History Heroes & Nobel Prizes: No, History Heroes hasn’t won a Nobel Prize yet…we don’t believe in limiting our ambitions though so we haven’t ruled the possibility out! Our History Heroes Scientists, however, have quite a few Nobel Prizes among them: 17 to be exact, which isn’t bad going, especially as 16 of our History Heroes scientists were ineligible, having lived and worked in the years before Alfred Nobel started awarding his prizes in 1901.
We had a look at some of History Heroes’ Nobel Prize winners and some other interesting facts about Nobel Prizes:
There have only ever been 4 individuals who have won the Nobel Prize twice: 3 of them are History Heroes’ scientists.
The first is Marie Curie, who was the first PERSON to win 2 Nobel Prizes twice
The second is Frederick Sanger, who won the Nobel Prize for Chemistry twice, but described himself simply as ‘a chap who messed about in his lab’;
and the third is Linus Pauling, who is the only person to have won two UNSHARED Nobel Prizes: one was for Chemistry and the other one was the Nobel Peace Prize in 1962 for campaigning against nuclear warfare. All three double winners.
The Nobel Prize was first awarded in 1901 to, among others, William Rontgen – 1 of our History Heroes Scientists of course: Rontgen discovered X-rays – a fairly key discovery! Since then 864 laureates and 25 organisations have been awarded the Nobel Prize up until 2014 and guess how many went to women? 47. Let us refer you back, then, to Marie Curie, who didn’t just win one Nobel Prize, but two AND she was the first person to do so. It’s hard to over-emphasise her personal achievements, let alone her actual contribution to science.
That doesn’t belittle, of course, those who didn’t receive Nobel Prizes for their work in science. 5 of History Heroes’ 7 female scientists did receive Nobel Prizes for their work: Barbara McClintock; Elizabeth Blackburn; Irene Joliot-Curie (Marie Curie’s daughter – another of her achievements!), Dorothy Hodgkin and, of course, Marie Curie. 2, however, were considered to have been robbed of theirs: we have heard from the ‘horse’s mouth’ that Jocelyn Bell Burnell’s teachers took the credit and the Nobel Prize for her work on pulsars – Bell Burnell confirmed this with grace and much good humour in a lecture recently about her work on pulsars.

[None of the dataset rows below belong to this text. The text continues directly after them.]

//! The app dock: the catalog of sites a user can open as windows.

use serde::{Deserialize, Serialize};
use thiserror::Error;

use crate::constants::{FILE_PICKER_URL, SEARCH_URL_PREFIX};

#[derive(Debug, Error, PartialEq, Eq)]
pub enum DockError {
    #[error("app name must not be empty")]
    MissingName,
    #[error("app url must not be empty")]
    MissingUrl,
    #[error("no dock entry at index {0}")]
    NoSuchApp(usize),
    #[error("could not save the dock: {0}")]
    Save(String),
}

#[derive(Debug, Clone, PartialEq, Eq, Serialize, Deserialize)]
pub struct App {
    pub name: String,
    pub url: String,
    #[serde(default = "default_icon")]
    pub icon: String,
}

fn default_icon() -> String {
    "🌐".to_string()
}

impl App {
    pub fn new(name: impl Into<String>, url: impl Into<String>, icon: impl Into<String>) -> Self {
        Self {
            name: name.into(),
            url: url.into(),
            icon: icon.into(),
        }
    }

    pub fn is_file_picker(&self) -> bool {
        self.url == FILE_PICKER_URL
    }
}

pub fn default_apps() -> Vec<App> {
    vec![
        App::new("Systematron", "https://systematron.com", "⚙"),
        App::new("Word", "https://office.live.com/start/Word.aspx", "📄"),
        App::new("Notion", "https://notion.so", "📝"),
        App::new("Calculator", "https://calculator.net", "🧮"),
        App::new("DuckDuckGo", "https://duckduckgo.com", "🔍"),
        App::new("Figma", "https://figma.com", "🎨"),
        App::new("Open File", FILE_PICKER_URL, "📁"),
        App::new("Spotify", "https://open.spotify.com", "🎵"),
    ]
}

/// Turn address-bar input into something a window can load.
///
/// The file-picker sentinel and absolute http(s) URLs pass through, bare
/// host names get an https scheme, and anything else becomes a web search.
pub fn normalize_address(input: &str) -> String {
    let input = input.trim();
    if input == FILE_PICKER_URL || has_http_scheme(input) {
        return input.to_string();
    }
    if input.contains('.') && !input.contains(' ') {
        return format!("https://{input}");
    }
    format!("{SEARCH_URL_PREFIX}{}", urlencoding::encode(input))
}

fn has_http_scheme(url: &str) -> bool {
    url.starts_with("http://") || url.starts_with("https://")
}

fn with_scheme(url: &str) -> String {
    if has_http_scheme(url) || url == FILE_PICKER_URL {
        url.to_string()
    } else {
        format!("https://{url}")
    }
}

#[derive(Debug, Clone)]
pub struct Dock {
    apps: Vec<App>,
}

impl Default for Dock {
    fn default() -> Self {
        Self::new(default_apps())
    }
}

impl Dock {
    pub fn new(apps: Vec<App>) -> Self {
        Self { apps }
    }

    pub fn apps(&self) -> &[App] {
        &self.apps
    }

    pub fn get(&self, index: usize) -> Option<&App> {
        self.apps.get(index)
    }

    /// Case-insensitive lookup by display name.
    pub fn find(&self, name: &str) -> Option<&App> {
        self.apps
            .iter()
            .find(|app| app.name.eq_ignore_ascii_case(name.trim()))
    }

    pub fn add_custom(&mut self, name: &str, url: &str) -> Result<&App, DockError> {
        let name = name.trim();
        let url = url.trim();
        if name.is_empty() {
            return Err(DockError::MissingName);
        }
        if url.is_empty() {
            return Err(DockError::MissingUrl);
        }
        self.apps.push(App::new(name, with_scheme(url), default_icon()));
        tracing::debug!(app = name, "added custom dock app");
        let last = self.apps.len() - 1;
        self.apps.get(last).ok_or(DockError::NoSuchApp(last))
    }

    pub fn move_app(&mut self, from: usize, to: usize) -> Result<(), DockError> {
        if from >= self.apps.len() {
            return Err(DockError::NoSuchApp(from));
        }
        if to >= self.apps.len() {
            return Err(DockError::NoSuchApp(to));
        }
        let app = self.apps.remove(from);
        self.apps.insert(to, app);
        Ok(())
    }

    pub fn set_url(&mut self, index: usize, url: &str) -> Result<(), DockError> {
        let url = url.trim();
        if url.is_empty() {
            return Err(DockError::MissingUrl);
        }
        let app = self.apps.get_mut(index).ok_or(DockError::NoSuchApp(index))?;
        app.url = with_scheme(url);
        Ok(())
    }
}

#[cfg(test)]
mod tests {
    use super::*;

    #[test]
    fn normalize_passes_urls_and_sentinel_through() {
        assert_eq!(normalize_address("https://a.b/c"), "https://a.b/c");
        assert_eq!(normalize_address("http://a.b"), "http://a.b");
        assert_eq!(normalize_address(FILE_PICKER_URL), FILE_PICKER_URL);
    }

    #[test]
    fn normalize_adds_scheme_or_searches() {
        assert_eq!(normalize_address("notion.so"), "https://notion.so");
        assert_eq!(
            normalize_address("rust borrow checker"),
            "https://www.google.com/search?q=rust%20borrow%20checker"
        );
        assert_eq!(
            normalize_address("a.b c"),
            "https://www.google.com/search?q=a.b%20c"
        );
    }

    #[test]
    fn custom_apps_need_name_and_url() {
        let mut dock = Dock::default();
        assert_eq!(dock.add_custom(" ", "x.com"), Err(DockError::MissingName));
        assert_eq!(dock.add_custom("X", ""), Err(DockError::MissingUrl));
        let app = dock.add_custom("Mail", "mail.example.com").unwrap();
        assert_eq!(app.url, "https://mail.example.com");
        assert_eq!(dock.apps().len(), 9);
    }

    #[test]
    fn move_app_reorders() {
        let mut dock = Dock::default();
        dock.move_app(0, 2).unwrap();
        assert_eq!(dock.get(2).unwrap().name, "Systematron");
        assert_eq!(dock.get(0).unwrap().name, "Word");
        assert_eq!(dock.move_app(0, 99), Err(DockError::NoSuchApp(99)));
    }

    #[test]
    fn find_is_case_insensitive() {
        let dock = Dock::default();
        assert_eq!(dock.find("notion").unwrap().url, "https://notion.so");
        assert!(dock.find("open file").unwrap().is_file_picker());
    }
}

Rosalind Franklin was another female scientist, who is considered to have been cheated of a Nobel Prize. Franklin was, of course, 1 of the 4 scientists credited with working out the structure of DNA. The 3 other scientists – Crick, Watson & Wilkins all received the Nobel Prize for their work in 1962. Franklin, having died in 1958, did not receive the Nobel Prize because the Nobel Prize was not awarded posthumously. In fact, it had been awarded posthumously twice by then – once, only the year before in 1961 – so it does seems a little churlish to have denied Franklin equal billing with her DNA colleagues.
But…we’re not bitter. We love our History Heroes Scientists with and without awards and we salute Alfred Nobel too, who set up and funded the Nobel Prize Awards and who was an amazing human being: both a pacifist and the man, who invented dynamite – a cracking combination!